Your goal: The answer must be a single number: the count of lines in the data below that hold the word "return".

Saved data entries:
####################

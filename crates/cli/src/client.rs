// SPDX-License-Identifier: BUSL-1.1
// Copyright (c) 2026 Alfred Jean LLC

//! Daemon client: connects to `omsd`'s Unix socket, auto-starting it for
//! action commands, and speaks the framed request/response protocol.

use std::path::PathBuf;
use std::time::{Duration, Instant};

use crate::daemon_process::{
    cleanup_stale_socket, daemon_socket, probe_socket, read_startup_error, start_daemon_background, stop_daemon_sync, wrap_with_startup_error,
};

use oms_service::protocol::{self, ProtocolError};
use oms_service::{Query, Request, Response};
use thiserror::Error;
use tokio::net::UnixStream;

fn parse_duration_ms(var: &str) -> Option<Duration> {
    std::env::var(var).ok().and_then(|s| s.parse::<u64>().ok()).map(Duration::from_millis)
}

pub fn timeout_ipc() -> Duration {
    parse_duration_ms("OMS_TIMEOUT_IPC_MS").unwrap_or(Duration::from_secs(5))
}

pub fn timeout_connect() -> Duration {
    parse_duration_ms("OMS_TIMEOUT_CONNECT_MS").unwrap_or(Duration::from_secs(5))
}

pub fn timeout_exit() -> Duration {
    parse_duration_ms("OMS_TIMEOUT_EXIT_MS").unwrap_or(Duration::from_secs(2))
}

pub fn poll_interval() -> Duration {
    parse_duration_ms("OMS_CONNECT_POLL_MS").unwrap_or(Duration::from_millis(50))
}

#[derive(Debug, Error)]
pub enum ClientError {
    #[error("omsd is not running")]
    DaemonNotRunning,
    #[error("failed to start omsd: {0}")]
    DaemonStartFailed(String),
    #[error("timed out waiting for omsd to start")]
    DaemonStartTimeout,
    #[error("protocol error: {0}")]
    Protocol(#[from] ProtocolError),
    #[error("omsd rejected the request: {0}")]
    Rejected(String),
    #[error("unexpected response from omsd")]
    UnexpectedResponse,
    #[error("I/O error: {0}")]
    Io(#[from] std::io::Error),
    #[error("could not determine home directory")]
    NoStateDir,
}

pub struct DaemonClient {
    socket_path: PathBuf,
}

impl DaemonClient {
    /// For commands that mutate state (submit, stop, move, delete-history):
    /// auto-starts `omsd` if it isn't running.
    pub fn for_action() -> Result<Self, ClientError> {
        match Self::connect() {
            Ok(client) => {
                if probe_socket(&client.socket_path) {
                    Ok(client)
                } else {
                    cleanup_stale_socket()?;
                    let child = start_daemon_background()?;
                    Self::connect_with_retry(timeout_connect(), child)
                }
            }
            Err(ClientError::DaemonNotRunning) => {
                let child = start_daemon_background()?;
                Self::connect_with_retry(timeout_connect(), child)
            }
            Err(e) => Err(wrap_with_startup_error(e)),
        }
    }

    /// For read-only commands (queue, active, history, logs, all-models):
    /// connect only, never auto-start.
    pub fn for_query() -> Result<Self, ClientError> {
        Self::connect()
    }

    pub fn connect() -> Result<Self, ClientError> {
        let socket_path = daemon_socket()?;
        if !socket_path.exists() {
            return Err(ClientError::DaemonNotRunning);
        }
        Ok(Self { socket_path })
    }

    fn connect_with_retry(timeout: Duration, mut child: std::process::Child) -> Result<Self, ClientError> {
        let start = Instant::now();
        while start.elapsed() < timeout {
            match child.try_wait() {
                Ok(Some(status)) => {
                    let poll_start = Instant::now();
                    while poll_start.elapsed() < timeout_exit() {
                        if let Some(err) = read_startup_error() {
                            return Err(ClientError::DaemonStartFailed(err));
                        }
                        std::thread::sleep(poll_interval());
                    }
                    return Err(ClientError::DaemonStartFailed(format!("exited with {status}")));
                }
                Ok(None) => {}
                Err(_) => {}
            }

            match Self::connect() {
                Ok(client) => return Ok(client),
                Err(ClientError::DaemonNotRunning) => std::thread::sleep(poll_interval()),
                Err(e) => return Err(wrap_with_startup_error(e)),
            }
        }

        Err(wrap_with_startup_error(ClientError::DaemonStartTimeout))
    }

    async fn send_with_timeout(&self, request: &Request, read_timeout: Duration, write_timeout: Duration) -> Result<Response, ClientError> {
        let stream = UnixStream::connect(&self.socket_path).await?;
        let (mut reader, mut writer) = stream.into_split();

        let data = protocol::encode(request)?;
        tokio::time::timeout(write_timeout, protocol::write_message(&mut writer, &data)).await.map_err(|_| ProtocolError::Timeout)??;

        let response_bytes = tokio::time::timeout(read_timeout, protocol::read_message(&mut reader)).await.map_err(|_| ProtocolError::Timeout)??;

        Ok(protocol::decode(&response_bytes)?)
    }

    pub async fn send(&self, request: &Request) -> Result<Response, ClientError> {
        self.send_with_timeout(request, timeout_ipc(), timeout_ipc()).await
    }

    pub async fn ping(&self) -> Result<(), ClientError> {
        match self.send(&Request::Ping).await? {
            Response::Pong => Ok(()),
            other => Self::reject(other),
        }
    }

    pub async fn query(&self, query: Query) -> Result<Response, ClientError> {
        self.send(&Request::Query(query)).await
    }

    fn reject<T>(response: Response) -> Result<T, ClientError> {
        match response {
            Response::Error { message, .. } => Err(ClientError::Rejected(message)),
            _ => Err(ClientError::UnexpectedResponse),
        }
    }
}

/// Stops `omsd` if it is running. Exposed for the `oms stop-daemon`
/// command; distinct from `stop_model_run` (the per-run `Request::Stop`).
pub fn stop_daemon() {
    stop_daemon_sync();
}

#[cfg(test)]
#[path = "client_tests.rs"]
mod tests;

####################

Solution for this exercise: 5